Kelly Formula (simple binary case)
f* = (bp - q) / b
f* = fraction of capital to bet
b = net odds (profit per unit wagered)
p = probability of winning
q = probability of losing (1 - p)
For a coin flip with 60% win probability and 1:1 payoff: f* = (1 × 0.6 - 0.4) / 1 = 0.20. Bet 20% of your capital each flip. This is the fraction that maximizes long-run growth. Bet more and you grow slower (or go broke). Bet less and you also grow slower.
In theory, full Kelly is optimal. In practice, it requires perfectly accurate probability estimates. Real trading strategies have estimation error — your win rate is not exactly 60%, your edge is not exactly what you think it is. When you overestimate your edge and bet full Kelly, the drawdowns are severe.

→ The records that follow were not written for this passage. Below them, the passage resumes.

//! Combined free-text + keyword item filter.
//!
//! # Matching rules
//!
//! - **Text** (when the query text is non-empty): the lower-cased title,
//!   content, or any lower-cased raw keyword contains the lower-cased query as
//!   a substring. Missing title/content never match.
//! - **Keyword** (when a path is selected): at least one of the item's
//!   normalized keyword paths starts with the selected path. This is exactly
//!   the set of items aggregated at that tree node.
//! - An item passes when it satisfies every active constraint. With no active
//!   constraint every item passes.
//!
//! Filtering is stable: surviving items keep their input order.

use vault_core::Item;
use vault_keywords::{KeywordPath, KeywordTreeNode};

use crate::types::FilterQuery;

/// Case-insensitive substring match over title, content and raw keywords.
///
/// `needle` must already be lower-cased. An empty needle matches everything.
pub fn matches_text(item: &Item, needle: &str) -> bool {
    if needle.is_empty() {
        return true;
    }
    let contains = |haystack: &str| haystack.to_lowercase().contains(needle);

    item.title.as_deref().is_some_and(contains)
        || item.content.as_deref().is_some_and(contains)
        || item.keywords.iter().any(|keyword| contains(keyword.as_str()))
}

/// Whether one of the item's keyword paths lies at or below `path`.
pub fn matches_keyword(item: &Item, path: &KeywordPath) -> bool {
    if path.is_empty() {
        return true;
    }
    item.keywords.iter().any(|raw| {
        let keyword = KeywordPath::parse(raw);
        !keyword.is_empty() && keyword.starts_with(path)
    })
}

/// A [`FilterQuery`] prepared for repeated matching.
#[derive(Debug, Clone)]
pub struct ItemFilter {
    needle: String,
    selected: Option<KeywordPath>,
}

impl ItemFilter {
    /// Prepares a query.
    pub fn new(query: &FilterQuery) -> Self {
        Self {
            needle: query.text.to_lowercase(),
            selected: query.selected_path.clone().filter(|path| !path.is_empty()),
        }
    }

    /// Whether the item satisfies every active constraint.
    pub fn matches(&self, item: &Item) -> bool {
        matches_text(item, &self.needle)
            && self
                .selected
                .as_ref()
                .is_none_or(|path| matches_keyword(item, path))
    }

    /// Items passing the filter, in input order.
    pub fn apply<'a>(&self, items: &'a [Item]) -> Vec<&'a Item> {
        items.iter().filter(|item| self.matches(item)).collect()
    }

    /// Like [`apply`](Self::apply), but narrows the keyword constraint
    /// through an already built tree first.
    ///
    /// Node membership is keyed by id, so each candidate is still checked
    /// against its own keywords; a collection that repeats an id gives the
    /// same result as [`apply`](Self::apply). A selected path missing from
    /// the tree yields no items.
    pub fn apply_with_tree<'a>(&self, items: &'a [Item], tree: &KeywordTreeNode) -> Vec<&'a Item> {
        let Some(path) = &self.selected else {
            return self.apply(items);
        };
        let Some(node) = tree.find(path) else {
            log::debug!("Selected keyword {path} is not in the tree");
            return Vec::new();
        };
        items
            .iter()
            .filter(|item| {
                node.contains(&item.id)
                    && matches_keyword(item, path)
                    && matches_text(item, &self.needle)
            })
            .collect()
    }
}

/// Filters items with a query. Shorthand for `ItemFilter::new(query).apply(items)`.
pub fn apply<'a>(items: &'a [Item], query: &FilterQuery) -> Vec<&'a Item> {
    ItemFilter::new(query).apply(items)
}

// ============================================================================
// Tests
// ============================================================================
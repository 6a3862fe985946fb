//! Shared types, collaborator traits, and errors for Vault.
//!
//! This crate provides the foundational types used across all Vault crates.
//! It has no internal Vault dependencies (dependency level 0).
//!
//! # Modules
//!
//! - [`error`]: Error types and Result alias
//! - [`item`]: The vault item record and its create/update inputs
//! - [`traits`]: Seams to the collaborators the engine never owns
//!   (item store, document service, authenticator, credential cache)

pub mod error;
pub mod item;
pub mod traits;

// Re-export key types at crate root for convenience
pub use error::{Error, Result};
pub use item::{CreateItemInput, Item, ItemId, ItemType, UpdateItemInput};
pub use traits::{Authenticator, CredentialCache, DocumentService, ItemStore};
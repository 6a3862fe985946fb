//! Keyword path normalization.
//!
//! A raw keyword such as `"  administratif / papier /passport "` becomes the
//! segment sequence `["administratif", "papier", "passport"]`:
//!
//! 1. Split on `/`
//! 2. Trim whitespace on each segment
//! 3. Drop empty segments, keeping order
//!
//! Two raw strings that normalize to the same segments are the same path.
//! A raw string with no segments left (`""`, `"///"`, `"  "`) is the empty
//! path and contributes nothing to the tree.

use std::convert::Infallible;
use std::fmt;
use std::str::FromStr;

use serde::{Deserialize, Serialize};

/// Separator between path segments.
pub const SEPARATOR: char = '/';

/// Split a raw keyword into trimmed, non-empty segments.
///
/// # Examples
///
/// ```
/// use vault_keywords::path::normalize;
///
/// assert_eq!(normalize("  a / b /c  "), vec!["a", "b", "c"]);
/// assert!(normalize("///").is_empty());
/// ```
pub fn normalize(raw: &str) -> Vec<String> {
    raw.split(SEPARATOR)
        .map(str::trim)
        .filter(|segment| !segment.is_empty())
        .map(str::to_string)
        .collect()
}

/// Join segments with `/`.
///
/// Inverse of [`normalize`] for canonical segments: re-normalizing the joined
/// string yields the same segments.
pub fn join<S: AsRef<str>>(segments: &[S]) -> String {
    let mut joined = String::new();
    for (i, segment) in segments.iter().enumerate() {
        if i > 0 {
            joined.push(SEPARATOR);
        }
        joined.push_str(segment.as_ref());
    }
    joined
}

/// Split a comma-separated keyword field into raw keywords.
///
/// Each entry is trimmed and empty entries are dropped. Entries are kept as
/// typed; slashes inside an entry are left for [`normalize`] to handle.
///
/// ```
/// use vault_keywords::path::parse_keyword_list;
///
/// assert_eq!(
///     parse_keyword_list("work/contract, admin ,, "),
///     vec!["work/contract", "admin"]
/// );
/// ```
pub fn parse_keyword_list(input: &str) -> Vec<String> {
    input
        .split(',')
        .map(str::trim)
        .filter(|keyword| !keyword.is_empty())
        .map(str::to_string)
        .collect()
}

/// Join raw keywords back into the comma-separated form field.
pub fn format_keyword_list<S: AsRef<str>>(keywords: &[S]) -> String {
    keywords
        .iter()
        .map(AsRef::as_ref)
        .collect::<Vec<_>>()
        .join(", ")
}

// ============================================================================
// KeywordPath
// ============================================================================

/// A normalized hierarchical keyword path.
///
/// The empty path (no segments) stands for the tree root.
#[derive(Debug, Clone, Default, PartialEq, Eq, Hash, PartialOrd, Ord, Serialize, Deserialize)]
#[serde(from = "String", into = "String")]
pub struct KeywordPath {
    segments: Vec<String>,
}

impl KeywordPath {
    /// The empty path.
    pub fn root() -> Self {
        Self::default()
    }

    /// Normalizes a raw keyword string.
    pub fn parse(raw: &str) -> Self {
        Self {
            segments: normalize(raw),
        }
    }

    /// Builds a path from segments, normalizing each one.
    ///
    /// Segments containing `/` are split further so the result is always
    /// canonical.
    pub fn from_segments<I, S>(segments: I) -> Self
    where
        I: IntoIterator<Item = S>,
        S: AsRef<str>,
    {
        Self {
            segments: segments
                .into_iter()
                .flat_map(|segment| normalize(segment.as_ref()))
                .collect(),
        }
    }

    /// The segments, root first.
    pub fn segments(&self) -> &[String] {
        &self.segments
    }

    /// Number of segments.
    pub fn depth(&self) -> usize {
        self.segments.len()
    }

    /// Returns `true` for the empty path.
    pub fn is_empty(&self) -> bool {
        self.segments.is_empty()
    }

    /// The last segment, or `None` for the empty path.
    pub fn last(&self) -> Option<&str> {
        self.segments.last().map(String::as_str)
    }

    /// `/`-joined canonical form.
    pub fn join(&self) -> String {
        join(&self.segments)
    }

    /// The path with one more segment appended.
    pub fn child(&self, segment: &str) -> Self {
        let mut segments = self.segments.clone();
        segments.extend(normalize(segment));
        Self { segments }
    }

    /// The path without its last segment, or `None` for the empty path.
    pub fn parent(&self) -> Option<Self> {
        let (_, rest) = self.segments.split_last()?;
        Some(Self {
            segments: rest.to_vec(),
        })
    }

    /// Every non-empty proper prefix, shortest first.
    ///
    /// `a/b/c` yields `a` then `a/b`.
    pub fn ancestors(&self) -> impl Iterator<Item = KeywordPath> + '_ {
        (1..self.segments.len()).map(|len| Self {
            segments: self.segments[..len].to_vec(),
        })
    }

    /// Returns `true` when `prefix`'s segments are a (non-strict) prefix of
    /// this path. The empty path is a prefix of every path.
    pub fn starts_with(&self, prefix: &KeywordPath) -> bool {
        self.segments.starts_with(&prefix.segments)
    }
}

impl fmt::Display for KeywordPath {
    fn fmt(&self, f: &mut fmt::Formatter<'_>) -> fmt::Result {
        f.write_str(&self.join())
    }
}

impl FromStr for KeywordPath {
    type Err = Infallible;

    fn from_str(s: &str) -> Result<Self, Self::Err> {
        Ok(Self::parse(s))
    }
}

impl From<&str> for KeywordPath {
    fn from(raw: &str) -> Self {
        Self::parse(raw)
    }
}

impl From<String> for KeywordPath {
    fn from(raw: String) -> Self {
        Self::parse(&raw)
    }
}

impl From<KeywordPath> for String {
    fn from(path: KeywordPath) -> Self {
        path.join()
    }
}

// ============================================================================
// Tests
// ============================================================================

#[cfg(test)]
#[allow(clippy::unwrap_used)]
mod tests {
    use super::*;

    // -------------------------------------------------------------------------
    // normalize / join
    // -------------------------------------------------------------------------

    #[test]
    fn test_normalize_trims_segments() {
        assert_eq!(normalize("  a / b /c  "), vec!["a", "b", "c"]);
    }

    #[test]
    fn test_normalize_only_slashes() {
        assert!(normalize("///").is_empty());
    }

    #[test]
    fn test_normalize_empty_and_blank() {
        assert!(normalize("").is_empty());
        assert!(normalize("   ").is_empty());
        assert!(normalize(" / \t / ").is_empty());
    }

    #[test]
    fn test_normalize_stray_slashes() {
        assert_eq!(normalize("/work//contract/"), vec!["work", "contract"]);
    }

    #[test]
    fn test_normalize_keeps_inner_spaces() {
        assert_eq!(
            normalize("administratif/carte grise"),
            vec!["administratif", "carte grise"]
        );
    }

    #[test]
    fn test_join() {
        assert_eq!(join(&["a", "b", "c"]), "a/b/c");
        assert_eq!(join::<&str>(&[]), "");
        assert_eq!(join(&["solo"]), "solo");
    }

    #[test]
    fn test_join_normalize_idempotent() {
        let once = normalize(" x // y / z ");
        let twice = normalize(&join(&once));
        assert_eq!(once, twice);
    }

    // -------------------------------------------------------------------------
    // keyword list field
    // -------------------------------------------------------------------------

    #[test]
    fn test_parse_keyword_list() {
        assert_eq!(
            parse_keyword_list(" administratif, papier/passport ,,identité "),
            vec!["administratif", "papier/passport", "identité"]
        );
        assert!(parse_keyword_list("").is_empty());
        assert!(parse_keyword_list(" , ,").is_empty());
    }

    #[test]
    fn test_format_keyword_list() {
        assert_eq!(format_keyword_list(&["a/b", "c"]), "a/b, c");
        assert_eq!(format_keyword_list::<&str>(&[]), "");
    }

    // -------------------------------------------------------------------------
    // KeywordPath
    // -------------------------------------------------------------------------

    #[test]
    fn test_keyword_path_equivalence() {
        assert_eq!(KeywordPath::parse("work/contract"), KeywordPath::parse(" work / contract/"));
    }

    #[test]
    fn test_keyword_path_root() {
        let root = KeywordPath::root();
        assert!(root.is_empty());
        assert_eq!(root.depth(), 0);
        assert_eq!(root.to_string(), "");
        assert!(root.parent().is_none());
        assert_eq!(KeywordPath::parse("///"), root);
    }

    #[test]
    fn test_keyword_path_parent_and_child() {
        let path = KeywordPath::parse("a/b/c");
        assert_eq!(path.parent().unwrap(), KeywordPath::parse("a/b"));
        assert_eq!(KeywordPath::parse("a").parent().unwrap(), KeywordPath::root());
        assert_eq!(KeywordPath::parse("a/b").child(" c "), path);
        assert_eq!(path.last(), Some("c"));
    }

    #[test]
    fn test_keyword_path_ancestors() {
        let path = KeywordPath::parse("a/b/c");
        let ancestors: Vec<String> = path.ancestors().map(|p| p.join()).collect();
        assert_eq!(ancestors, vec!["a", "a/b"]);
        assert_eq!(KeywordPath::parse("a").ancestors().count(), 0);
    }

    #[test]
    fn test_keyword_path_starts_with() {
        let path = KeywordPath::parse("work/contract");
        assert!(path.starts_with(&KeywordPath::parse("work")));
        assert!(path.starts_with(&KeywordPath::parse("work/contract")));
        assert!(path.starts_with(&KeywordPath::root()));
        assert!(!path.starts_with(&KeywordPath::parse("wo")));
        assert!(!path.starts_with(&KeywordPath::parse("work/contract/x")));
    }

    #[test]
    fn test_keyword_path_from_segments_splits() {
        let path = KeywordPath::from_segments(["a/b", " ", "c"]);
        assert_eq!(path.segments(), &["a", "b", "c"]);
    }

    #[test]
    fn test_keyword_path_from_str() {
        let path: KeywordPath = " admin / id ".parse().unwrap();
        assert_eq!(path.join(), "admin/id");
    }

    #[test]
    fn test_keyword_path_serde_as_string() {
        let path = KeywordPath::parse("a / b");
        let json = serde_json::to_string(&path).unwrap();
        assert_eq!(json, "\"a/b\"");
        let back: KeywordPath = serde_json::from_str("\" a//b \"").unwrap();
        assert_eq!(back, path);
    }
}
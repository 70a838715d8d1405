//! Worker tick: crash recovery plus the claim-and-execute loop.
//!
//! ```text
//! tick
//!  ├─► Phase 1 (own transaction)
//!  │     reset RUNNING jobs untouched for stale_running_minutes
//!  └─► Phase 2 (one transaction per job)
//!        claim (FOR UPDATE SKIP LOCKED)
//!        insert pessimistic execution row, set RUNNING
//!        run the action
//!        finish the execution row, apply the retry/reschedule policy
//!        commit
//! ```
//!
//! The claimed row stays locked from claim to commit, so operator updates to
//! the same job block until the attempt's outcome is durable. Any error in a
//! tick rolls the transaction back and the loop keeps going.

use std::sync::atomic::{AtomicBool, Ordering};
use std::sync::Arc;
use std::time::Duration;

use anyhow::Result;
use chrono::Utc;
use sqlx::PgPool;
use tracing::{debug, error, info, warn};
use uuid::Uuid;

use super::action::ActionRunner;
use super::execution::{ExecutionStatus, JobExecution};
use super::job::{Job, JobStatus, ScheduleType};

/// Configuration for the job worker.
#[derive(Debug, Clone)]
pub struct WorkerConfig {
    /// How long to sleep between poll-loop iterations
    pub poll_interval: Duration,
    /// RUNNING jobs untouched for this long are considered abandoned
    pub stale_running_minutes: i64,
    /// Worker ID for this instance (log correlation only)
    pub worker_id: String,
}

impl Default for WorkerConfig {
    fn default() -> Self {
        Self {
            poll_interval: Duration::from_secs(5),
            stale_running_minutes: 10,
            worker_id: format!("worker-{}", Uuid::new_v4()),
        }
    }
}

impl WorkerConfig {
    /// Create a new config with a specific worker ID.
    pub fn with_worker_id(worker_id: impl Into<String>) -> Self {
        Self {
            worker_id: worker_id.into(),
            ..Default::default()
        }
    }
}

/// Claims ready jobs and executes them. Safe to run many of these, in any
/// mix of resident loops and external triggers: the skip-locked claim is the
/// only coordination needed.
pub struct JobWorker {
    pool: PgPool,
    runner: Arc<dyn ActionRunner>,
    config: WorkerConfig,
    shutdown: Arc<AtomicBool>,
}

impl JobWorker {
    pub fn new(pool: PgPool, runner: Arc<dyn ActionRunner>) -> Self {
        Self::with_config(pool, runner, WorkerConfig::default())
    }

    pub fn with_config(pool: PgPool, runner: Arc<dyn ActionRunner>, config: WorkerConfig) -> Self {
        Self {
            pool,
            runner,
            config,
            shutdown: Arc::new(AtomicBool::new(false)),
        }
    }

    /// Get a shutdown handle for graceful shutdown.
    pub fn shutdown_handle(&self) -> Arc<AtomicBool> {
        self.shutdown.clone()
    }

    /// Request shutdown of the poll loop.
    pub fn request_shutdown(&self) {
        self.shutdown.store(true, Ordering::SeqCst);
    }

    fn is_shutdown_requested(&self) -> bool {
        self.shutdown.load(Ordering::SeqCst)
    }

    /// Phase 1: pull RUNNING jobs whose worker died back into the eligible
    /// pool. Runs in its own transaction. Returns the number reset.
    pub async fn recover_stale(&self) -> Result<u64> {
        let threshold = Utc::now() - chrono::Duration::minutes(self.config.stale_running_minutes);
        let reset = Job::reset_stale_running(&self.pool, threshold).await?;
        if reset > 0 {
            info!(count = reset, "crash recovery reset stale RUNNING jobs to SCHEDULED");
        }

        Ok(reset)
    }

    /// Phase 2: claim one ready job, execute it, commit the outcome.
    /// Returns `false` when nothing was claimable.
    pub async fn process_one(&self) -> Result<bool> {
        let mut tx = self.pool.begin().await?;

        let Some(job) = Job::claim_one(&mut tx).await? else {
            tx.rollback().await?;
            return Ok(false);
        };

        let attempt = job.retry_count + 1;

        // Pessimistic attempt record: starts FAILED, success overwrites it.
        let execution = JobExecution::insert(&mut tx, job.id, attempt).await?;
        Job::mark_running(&mut tx, job.id).await?;

        debug!(
            job_id = %job.id,
            job_name = %job.name,
            attempt,
            worker_id = %self.config.worker_id,
            "executing job"
        );

        let outcome = self.runner.run(&job, attempt).await;
        let finished_at = Utc::now();

        // Terminal statuses are never overwritten. The attempt record is
        // still finished either way.
        let current = Job::current_status(&mut tx, job.id).await?;
        let writeback = !current.map_or(true, JobStatus::is_terminal);

        if outcome.success {
            JobExecution::finish(
                &mut tx,
                execution.id,
                ExecutionStatus::Success,
                None,
                Some(&outcome.message),
                finished_at,
            )
            .await?;

            if writeback {
                match (job.schedule_type, job.interval_seconds) {
                    (ScheduleType::Interval, Some(interval)) if interval > 0 => {
                        let next_run_at = finished_at + chrono::Duration::seconds(interval as i64);
                        Job::reschedule_interval(&mut tx, job.id, next_run_at).await?;
                        info!(job_id = %job.id, attempt, next_run_at = %next_run_at, "interval job rescheduled");
                    }
                    _ => {
                        Job::complete(&mut tx, job.id).await?;
                        info!(job_id = %job.id, attempt, "job completed");
                    }
                }
            }
        } else {
            JobExecution::finish(
                &mut tx,
                execution.id,
                ExecutionStatus::Failed,
                Some(&outcome.message),
                None,
                finished_at,
            )
            .await?;

            if writeback {
                if attempt > job.max_retries {
                    Job::mark_failed(&mut tx, job.id).await?;
                    warn!(job_id = %job.id, attempt, error = %outcome.message, "job failed permanently");
                } else {
                    Job::reschedule_retry(&mut tx, job.id, attempt).await?;
                    warn!(job_id = %job.id, attempt, error = %outcome.message, "job attempt failed, will retry");
                }
            }
        }

        tx.commit().await?;
        Ok(true)
    }

    /// One external-trigger tick: crash recovery once, then up to `max_jobs`
    /// claim-and-execute rounds. Returns `(stale_reset, processed)`.
    pub async fn run_pending(&self, max_jobs: u64) -> Result<(u64, u64)> {
        let stale_reset = self.recover_stale().await?;

        let mut processed = 0;
        while processed < max_jobs {
            if !self.process_one().await? {
                break;
            }
            processed += 1;
        }

        Ok((stale_reset, processed))
    }

    /// Resident poll loop: crash recovery, at most one job, then sleep.
    /// Transient store errors are logged and the loop continues.
    pub async fn run(self) -> Result<()> {
        info!(
            worker_id = %self.config.worker_id,
            poll_interval_secs = self.config.poll_interval.as_secs(),
            stale_running_minutes = self.config.stale_running_minutes,
            "worker starting"
        );

        loop {
            if self.is_shutdown_requested() {
                break;
            }

            if let Err(e) = self.recover_stale().await {
                error!(error = %e, "crash recovery failed");
            }

            if let Err(e) = self.process_one().await {
                error!(error = %e, "failed to process job");
            }

            tokio::time::sleep(self.config.poll_interval).await;
        }

        info!(worker_id = %self.config.worker_id, "worker stopped");
        Ok(())
    }

    /// Run until a shutdown signal is received.
    ///
    /// Convenience method that listens for Ctrl+C.
    pub async fn run_until_shutdown(self) -> Result<()> {
        let shutdown = self.shutdown_handle();

        tokio::spawn(async move {
            let _ = tokio::signal::ctrl_c().await;
            info!("received shutdown signal");
            shutdown.store(true, Ordering::SeqCst);
        });

        self.run().await
    }
}
//! Job CRUD and status-control endpoints.

use axum::extract::{Extension, Path, Query};
use axum::http::StatusCode;
use axum::Json;
use serde::{Deserialize, Serialize};
use uuid::Uuid;

use crate::kernel::jobs::{Job, JobCreate, JobExecution, JobFilter, JobStatus};
use crate::server::app::AppState;
use crate::server::error::ApiError;

#[derive(Serialize)]
pub struct JobResponse {
    #[serde(flatten)]
    pub job: Job,
    pub executions: Vec<JobExecution>,
}

#[derive(Serialize)]
pub struct JobListResponse {
    pub jobs: Vec<JobResponse>,
    pub total: i64,
}

#[derive(Deserialize)]
pub struct JobUpdate {
    pub status: JobStatus,
}

pub async fn create_job(
    Extension(state): Extension<AppState>,
    Json(input): Json<JobCreate>,
) -> Result<Json<JobResponse>, ApiError> {
    let job = state.service.create(input).await?;

    Ok(Json(JobResponse {
        job,
        executions: Vec::new(),
    }))
}

pub async fn list_jobs(
    Extension(state): Extension<AppState>,
    Query(filter): Query<JobFilter>,
) -> Result<Json<JobListResponse>, ApiError> {
    let (jobs, total) = state.service.list(filter).await?;

    let ids: Vec<Uuid> = jobs.iter().map(|job| job.id).collect();
    let mut executions_by_job = state.service.executions_for(&ids).await?;

    let jobs = jobs
        .into_iter()
        .map(|job| {
            let executions = executions_by_job.remove(&job.id).unwrap_or_default();
            JobResponse { job, executions }
        })
        .collect();

    Ok(Json(JobListResponse { jobs, total }))
}

pub async fn get_job(
    Extension(state): Extension<AppState>,
    Path(job_id): Path<Uuid>,
) -> Result<Json<JobResponse>, ApiError> {
    let job = state.service.get(job_id).await?;
    let executions = state.service.executions(job_id).await?;

    Ok(Json(JobResponse { job, executions }))
}

pub async fn update_job_status(
    Extension(state): Extension<AppState>,
    Path(job_id): Path<Uuid>,
    Json(update): Json<JobUpdate>,
) -> Result<Json<JobResponse>, ApiError> {
    let job = state.service.update_status(job_id, update.status).await?;
    let executions = state.service.executions(job_id).await?;

    Ok(Json(JobResponse { job, executions }))
}

pub async fn delete_job(
    Extension(state): Extension<AppState>,
    Path(job_id): Path<Uuid>,
) -> Result<StatusCode, ApiError> {
    state.service.delete(job_id).await?;

    Ok(StatusCode::NO_CONTENT)
}
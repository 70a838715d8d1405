// Resident worker: crash recovery + claim-and-execute poll loop

use std::sync::Arc;
use std::time::Duration;

use anyhow::{Context, Result};
use scheduler_core::kernel::jobs::{ExecutionSettings, HttpActionRunner, JobWorker, WorkerConfig};
use scheduler_core::Config;
use sqlx::postgres::PgPoolOptions;
use tracing_subscriber::{layer::SubscriberExt, util::SubscriberInitExt};

#[tokio::main]
async fn main() -> Result<()> {
    tracing_subscriber::registry()
        .with(
            tracing_subscriber::EnvFilter::try_from_default_env()
                .unwrap_or_else(|_| "info,scheduler_core=debug,sqlx=warn".into()),
        )
        .with(tracing_subscriber::fmt::layer())
        .init();

    let config = Config::from_env().context("Failed to load configuration")?;

    let pool = PgPoolOptions::new()
        .max_connections(5)
        .connect(&config.database_url)
        .await
        .context("Failed to connect to database")?;

    let runner = Arc::new(
        HttpActionRunner::new(ExecutionSettings {
            min_sleep_secs: config.execution_min_sleep,
            max_sleep_secs: config.execution_max_sleep,
            failure_probability: config.failure_probability,
            quote_api_url: config.quote_api_url.clone(),
        })
        .context("Failed to build HTTP client")?,
    );

    let worker_config = WorkerConfig {
        poll_interval: Duration::from_secs(config.poll_interval_seconds),
        stale_running_minutes: config.stale_running_minutes,
        ..WorkerConfig::default()
    };

    let worker = JobWorker::with_config(pool, runner, worker_config);
    worker.run_until_shutdown().await
}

The standard practitioner approach is to use fractional Kelly — typically half Kelly (f*/2) or quarter Kelly (f*/4). Half Kelly gives you about 75% of the geometric growth rate of full Kelly with dramatically reduced variance. The drawdowns are smaller, the ride is smoother, and the penalty for estimation error is much lower.
Warren Buffett, Ed Thorp, and Renaissance Technologies all use Kelly-based position sizing, but none of them use full Kelly. Thorp, who literally wrote the book on blackjack card counting and later applied Kelly to markets, used quarter to half Kelly in practice.
The single-asset Kelly formula does not generalize directly to portfolios. For multiple simultaneous bets, you need the continuous Kelly criterion, which involves solving a quadratic optimization problem using the expected returns vector and the covariance matrix of returns.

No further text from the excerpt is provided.